Activity
An exact retyping of every record is required.

===== Data for the task

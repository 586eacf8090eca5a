//! Persistence port for closed sessions.

use crate::error::StoreError;
use crate::stats::Session;

/// Append-only, month-partitioned session history.
///
/// `partition` is the `YYYY-MM` of the session start. Implementations never
/// rewrite a historical partition -- closed sessions are only appended to
/// the partition they belong to. `load` merges all partitions; order within
/// a partition is insertion order, with no ordering guarantee across
/// partitions beyond partition sort.
pub trait SessionStore {
    /// Append a closed session under its partition.
    fn append(&self, session: &Session, partition: &str) -> Result<(), StoreError>;

    /// Load all partitions into one sequence.
    fn load(&self) -> Result<Vec<Session>, StoreError>;
}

==========

Task solution
repository 586eacf8090eca5a
//! Persistence port for closed sessions.

use crate::error::StoreError;
use crate::stats::Session;

/// Append-only, month-partitioned session history.
///
/// `partition` is the `YYYY-MM` of the session start. Implementations never
/// rewrite a historical partition -- closed sessions are only appended to
/// the partition they belong to. `load` merges all partitions; order within
/// a partition is insertion order, with no ordering guarantee across
/// partitions beyond partition sort.
pub trait SessionStore {
    /// Append a closed session under its partition.
    fn append(&self, session: &Session, partition: &str) -> Result<(), StoreError>;

    /// Load all partitions into one sequence.
    fn load(&self) -> Result<Vec<Session>, StoreError>;
}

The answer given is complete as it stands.